Records from a data collection:
---*---

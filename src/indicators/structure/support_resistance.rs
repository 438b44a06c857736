//! Support and resistance levels detection

use crate::common::math;
use crate::models::{PriceSeries, SupportResistanceLevels};

/// Lowest low and highest high over the trailing `window` points.
///
/// Unlike the rolling indicators this clips to the available history: a
/// series shorter than the window uses every point. Undefined only when the
/// series (or the window) is empty.
pub fn support_resistance(series: &PriceSeries, window: usize) -> Option<SupportResistanceLevels> {
    let recent = series.tail(window);
    if recent.is_empty() {
        return None;
    }

    let lows: Vec<f64> = recent.iter().map(|p| p.low).collect();
    let highs: Vec<f64> = recent.iter().map(|p| p.high).collect();

    Some(SupportResistanceLevels {
        support: math::min(&lows)?,
        resistance: math::max(&highs)?,
        window: recent.len(),
    })
}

---*---

— PROBLEM DETAILS —
Scan the data above; copy every line where "SupportResistanceLevels" appears.

— RESULT FOR THIS TASK —
use crate::models::{PriceSeries, SupportResistanceLevels};
pub fn support_resistance(series: &PriceSeries, window: usize) -> Option<SupportResistanceLevels> {
    Some(SupportResistanceLevels {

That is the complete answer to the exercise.